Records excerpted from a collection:

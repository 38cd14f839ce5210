//! End-to-end flow tests: the REST surface driven against the in-memory
//! store and a mock provider, through the full router.

#![allow(clippy::panic, clippy::indexing_slicing)]

use std::sync::Arc;
use std::sync::atomic::{AtomicU32, Ordering};

use async_trait::async_trait;
use axum::body::Body;
use axum::http::{Request, StatusCode};
use chrono::{Duration, Utc};
use hmac::{Hmac, Mac};
use http_body_util::BodyExt;
use rust_decimal_macros::dec;
use sha2::Sha256;
use tower::ServiceExt;
use uuid::Uuid;

use pledge_gateway::api;
use pledge_gateway::app_state::AppState;
use pledge_gateway::config::{GatewayConfig, StoreBackend};
use pledge_gateway::error::GatewayError;
use pledge_gateway::ingress::SignatureVerifier;
use pledge_gateway::ingress::signature::SIGNATURE_HEADER;
use pledge_gateway::persistence::{MemoryStore, PledgeStore};
use pledge_gateway::provider::{CheckoutProvider, CheckoutSession, SessionRequest};
use pledge_gateway::service::{ChallengeService, CheckoutService, ReconciliationService};

const SECRET: &str = "whsec_flow_test";
const USER: &str = "user_flow_1";

#[derive(Debug, Default)]
struct CountingProvider {
    calls: AtomicU32,
}

#[async_trait]
impl CheckoutProvider for CountingProvider {
    async fn create_session(
        &self,
        request: &SessionRequest,
    ) -> Result<CheckoutSession, GatewayError> {
        let call = self.calls.fetch_add(1, Ordering::SeqCst);
        Ok(CheckoutSession {
            session_id: format!("cs_{call}"),
            redirect_url: format!("https://pay.example/{}/cs_{call}", request.challenge_id),
        })
    }
}

fn config() -> Arc<GatewayConfig> {
    Arc::new(GatewayConfig {
        listen_addr: "127.0.0.1:0".parse().unwrap_or_else(|_| panic!("addr")),
        store_backend: StoreBackend::Memory,
        database_url: String::new(),
        database_max_connections: 1,
        database_min_connections: 0,
        database_connect_timeout_secs: 1,
        webhook_signing_secret: SECRET.to_string(),
        signature_tolerance_secs: 300,
        commission_rate: dec!(0.15),
        min_stake_minor: 1_000,
        max_stake_minor: 50_000,
        currency: "eur".to_string(),
        checkout_expiry_secs: 1_800,
        checkout_rate_limit_max: 10,
        checkout_rate_limit_window_secs: 300,
        provider_api_base: String::new(),
        provider_secret_key: String::new(),
        app_base_url: "http://localhost:3000".to_string(),
    })
}

fn app(store: &Arc<MemoryStore>) -> axum::Router {
    let config = config();
    let store_dyn = Arc::clone(store) as Arc<dyn PledgeStore>;
    let state = AppState {
        challenges: Arc::new(ChallengeService::new(
            Arc::clone(&store_dyn),
            Arc::clone(&config),
        )),
        checkout: Arc::new(CheckoutService::new(
            Arc::clone(&store_dyn),
            Arc::new(CountingProvider::default()),
            Arc::clone(&config),
        )),
        reconciliation: Arc::new(ReconciliationService::new(Arc::clone(&store_dyn))),
        verifier: Arc::new(SignatureVerifier::new(
            SECRET.to_string(),
            config.signature_tolerance_secs,
        )),
    };
    api::build_router().with_state(state)
}

fn sign(payload: &[u8]) -> String {
    type HmacSha256 = Hmac<Sha256>;
    let timestamp = Utc::now().timestamp();
    let signed = format!("{timestamp}.{}", String::from_utf8_lossy(payload));
    let Ok(mut mac) = HmacSha256::new_from_slice(SECRET.as_bytes()) else {
        panic!("hmac accepts any key size");
    };
    mac.update(signed.as_bytes());
    format!(
        "t={timestamp},v1={}",
        hex::encode(mac.finalize().into_bytes())
    )
}

async fn send(app: axum::Router, request: Request<Body>) -> (StatusCode, serde_json::Value) {
    let Ok(response) = app.oneshot(request).await else {
        panic!("request failed");
    };
    let status = response.status();
    let Ok(collected) = response.into_body().collect().await else {
        panic!("body read failed");
    };
    let bytes = collected.to_bytes();
    let body = if bytes.is_empty() {
        serde_json::Value::Null
    } else {
        serde_json::from_slice(&bytes).unwrap_or_default()
    };
    (status, body)
}

fn authed_json(method: &str, uri: &str, body: serde_json::Value) -> Request<Body> {
    Request::builder()
        .method(method)
        .uri(uri)
        .header("content-type", "application/json")
        .header("x-user-id", USER)
        .body(Body::from(body.to_string()))
        .unwrap_or_else(|_| panic!("request build failed"))
}

fn webhook(body: &serde_json::Value) -> Request<Body> {
    let raw = body.to_string();
    Request::builder()
        .method("POST")
        .uri("/webhooks/payment")
        .header("content-type", "application/json")
        .header(SIGNATURE_HEADER, sign(raw.as_bytes()))
        .body(Body::from(raw))
        .unwrap_or_else(|_| panic!("request build failed"))
}

async fn create_challenge(store: &Arc<MemoryStore>, amount_minor: i64) -> Uuid {
    let (status, body) = send(
        app(store),
        authed_json(
            "POST",
            "/api/v1/challenges",
            serde_json::json!({
                "title": "meditate daily",
                "amount_minor": amount_minor,
                "duration_days": 30,
                "start_date": Utc::now(),
                "association_id": Uuid::new_v4(),
            }),
        ),
    )
    .await;
    assert_eq!(status, StatusCode::CREATED, "create failed: {body}");
    let Some(id) = body["id"].as_str().and_then(|s| s.parse().ok()) else {
        panic!("missing challenge id in {body}");
    };
    id
}

async fn start_checkout(store: &Arc<MemoryStore>, challenge_id: Uuid, amount_minor: i64) {
    let (status, body) = send(
        app(store),
        authed_json(
            "POST",
            &format!("/api/v1/challenges/{challenge_id}/checkout"),
            serde_json::json!({ "amount_minor": amount_minor }),
        ),
    )
    .await;
    assert_eq!(status, StatusCode::OK, "checkout failed: {body}");
    assert!(body["redirect_url"].is_string());
}

async fn deliver_payment_events(store: &Arc<MemoryStore>, challenge_id: Uuid, paid_minor: i64) {
    let completed = serde_json::json!({
        "id": format!("evt_completed_{challenge_id}"),
        "type": "checkout.session.completed",
        "created": Utc::now().timestamp(),
        "data": {"object": {
            "id": "cs_0",
            "payment_intent": format!("pi_{challenge_id}"),
            "metadata": {"challenge_id": challenge_id}
        }}
    });
    let (status, _) = send(app(store), webhook(&completed)).await;
    assert_eq!(status, StatusCode::OK);

    let succeeded = serde_json::json!({
        "id": format!("evt_succeeded_{challenge_id}"),
        "type": "payment_intent.succeeded",
        "created": Utc::now().timestamp(),
        "data": {"object": {
            "id": format!("pi_{challenge_id}"),
            "amount_received": paid_minor,
            "metadata": {"challenge_id": challenge_id}
        }}
    });
    let (status, _) = send(app(store), webhook(&succeeded)).await;
    assert_eq!(status, StatusCode::OK);
}

async fn get_challenge(store: &Arc<MemoryStore>, challenge_id: Uuid) -> serde_json::Value {
    let (status, body) = send(
        app(store),
        Request::builder()
            .method("GET")
            .uri(format!("/api/v1/challenges/{challenge_id}"))
            .header("x-user-id", USER)
            .body(Body::empty())
            .unwrap_or_else(|_| panic!("request build failed")),
    )
    .await;
    assert_eq!(status, StatusCode::OK);
    body
}

#[tokio::test]
async fn paid_challenge_becomes_active_and_refunds_on_success() {
    let store = Arc::new(MemoryStore::new());

    let challenge_id = create_challenge(&store, 10_000).await;
    start_checkout(&store, challenge_id, 10_000).await;
    deliver_payment_events(&store, challenge_id, 10_000).await;

    let body = get_challenge(&store, challenge_id).await;
    assert_eq!(body["status"], "active");
    assert_eq!(body["transaction"]["status"], "paid");
    assert!(body["end_date"].is_string());

    let (status, outcome) = send(
        app(&store),
        authed_json(
            "POST",
            &format!("/api/v1/challenges/{challenge_id}/success"),
            serde_json::json!({ "note": "did it", "donate_anyway": false }),
        ),
    )
    .await;
    assert_eq!(status, StatusCode::OK, "declare failed: {outcome}");
    assert_eq!(outcome["challenge_status"], "validated");
    assert_eq!(outcome["transaction_status"], "refunded");
    assert_eq!(outcome["payout_minor"], 8_500);
}

#[tokio::test]
async fn short_paid_amount_fails_transaction_and_keeps_draft() {
    let store = Arc::new(MemoryStore::new());

    let challenge_id = create_challenge(&store, 5_000).await;
    start_checkout(&store, challenge_id, 5_000).await;
    deliver_payment_events(&store, challenge_id, 4_500).await;

    let body = get_challenge(&store, challenge_id).await;
    assert_eq!(body["status"], "draft");
    assert_eq!(body["transaction"]["status"], "failed");
}

#[tokio::test]
async fn declared_failure_donates_net_of_commission() {
    let store = Arc::new(MemoryStore::new());

    let challenge_id = create_challenge(&store, 10_000).await;
    start_checkout(&store, challenge_id, 10_000).await;
    deliver_payment_events(&store, challenge_id, 10_000).await;

    let (status, outcome) = send(
        app(&store),
        authed_json(
            "POST",
            &format!("/api/v1/challenges/{challenge_id}/failure"),
            serde_json::json!({ "note": "life happened" }),
        ),
    )
    .await;
    assert_eq!(status, StatusCode::OK, "declare failed: {outcome}");
    assert_eq!(outcome["challenge_status"], "failed");
    assert_eq!(outcome["transaction_status"], "donated");
    assert_eq!(outcome["payout_minor"], 8_500);

    // Racing second declaration loses.
    let (status, _) = send(
        app(&store),
        authed_json(
            "POST",
            &format!("/api/v1/challenges/{challenge_id}/success"),
            serde_json::json!({}),
        ),
    )
    .await;
    assert_eq!(status, StatusCode::CONFLICT);
}

#[tokio::test]
async fn concurrent_checkouts_leave_one_in_flight_attempt() {
    let store = Arc::new(MemoryStore::new());
    let challenge_id = create_challenge(&store, 5_000).await;

    let request = || {
        authed_json(
            "POST",
            &format!("/api/v1/challenges/{challenge_id}/checkout"),
            serde_json::json!({ "amount_minor": 5_000 }),
        )
    };
    let (a, b) = tokio::join!(
        send(app(&store), request()),
        send(app(&store), request()),
    );

    // Both may succeed (the second refreshes the slot) but never two
    // non-terminal attempts.
    assert!(a.0 == StatusCode::OK || a.0 == StatusCode::CONFLICT);
    assert!(b.0 == StatusCode::OK || b.0 == StatusCode::CONFLICT);
    let open = store
        .transactions_for_challenge(challenge_id)
        .await
        .into_iter()
        .filter(|t| !t.status.is_terminal())
        .count();
    assert_eq!(open, 1);
}

#[tokio::test]
async fn redelivered_webhook_adds_no_rows() {
    let store = Arc::new(MemoryStore::new());
    let challenge_id = create_challenge(&store, 5_000).await;
    start_checkout(&store, challenge_id, 5_000).await;

    let event = serde_json::json!({
        "id": "evt_once",
        "type": "payment_intent.succeeded",
        "created": Utc::now().timestamp(),
        "data": {"object": {
            "id": "pi_1",
            "amount_received": 5_000,
            "metadata": {"challenge_id": challenge_id}
        }}
    });

    let (first, _) = send(app(&store), webhook(&event)).await;
    let (second, ack) = send(app(&store), webhook(&event)).await;
    assert_eq!(first, StatusCode::OK);
    assert_eq!(second, StatusCode::OK);
    assert_eq!(ack["duplicate"], serde_json::json!(true));
    assert_eq!(store.processed_event_count().await, 1);
}

#[tokio::test]
async fn activation_sets_deadline_from_duration() {
    let store = Arc::new(MemoryStore::new());
    let challenge_id = create_challenge(&store, 5_000).await;
    start_checkout(&store, challenge_id, 5_000).await;
    deliver_payment_events(&store, challenge_id, 5_000).await;

    let Ok(Some((challenge, _))) = store.challenge_for_user(challenge_id, USER).await else {
        panic!("fetch failed");
    };
    assert_eq!(
        challenge.end_date,
        Some(challenge.start_date + Duration::days(30))
    );
}
//! Webhook ingress: authenticity verification and event decoding.
//!
//! Everything the payment provider delivers passes through here before any
//! state is touched. [`signature::SignatureVerifier`] authenticates the raw
//! body against the shared signing secret; [`event`] decodes the payload
//! exactly once into a tagged [`event::ProviderEvent`] with an explicit
//! unknown-type arm.

pub mod event;
pub mod signature;

pub use event::{EventRecord, ProviderEvent, decode_event};
pub use signature::SignatureVerifier;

▸ Work request
The lines from the top of the data above down to the line containing "const USER: &str" are to be copied exactly; no other line should appear.

▸ Answer to this problem
repository 38cd14f839ce5210
//! End-to-end flow tests: the REST surface driven against the in-memory
//! store and a mock provider, through the full router.

#![allow(clippy::panic, clippy::indexing_slicing)]

use std::sync::Arc;
use std::sync::atomic::{AtomicU32, Ordering};

use async_trait::async_trait;
use axum::body::Body;
use axum::http::{Request, StatusCode};
use chrono::{Duration, Utc};
use hmac::{Hmac, Mac};
use http_body_util::BodyExt;
use rust_decimal_macros::dec;
use sha2::Sha256;
use tower::ServiceExt;
use uuid::Uuid;

use pledge_gateway::api;
use pledge_gateway::app_state::AppState;
use pledge_gateway::config::{GatewayConfig, StoreBackend};
use pledge_gateway::error::GatewayError;
use pledge_gateway::ingress::SignatureVerifier;
use pledge_gateway::ingress::signature::SIGNATURE_HEADER;
use pledge_gateway::persistence::{MemoryStore, PledgeStore};
use pledge_gateway::provider::{CheckoutProvider, CheckoutSession, SessionRequest};
use pledge_gateway::service::{ChallengeService, CheckoutService, ReconciliationService};

const SECRET: &str = "whsec_flow_test";
const USER: &str = "user_flow_1";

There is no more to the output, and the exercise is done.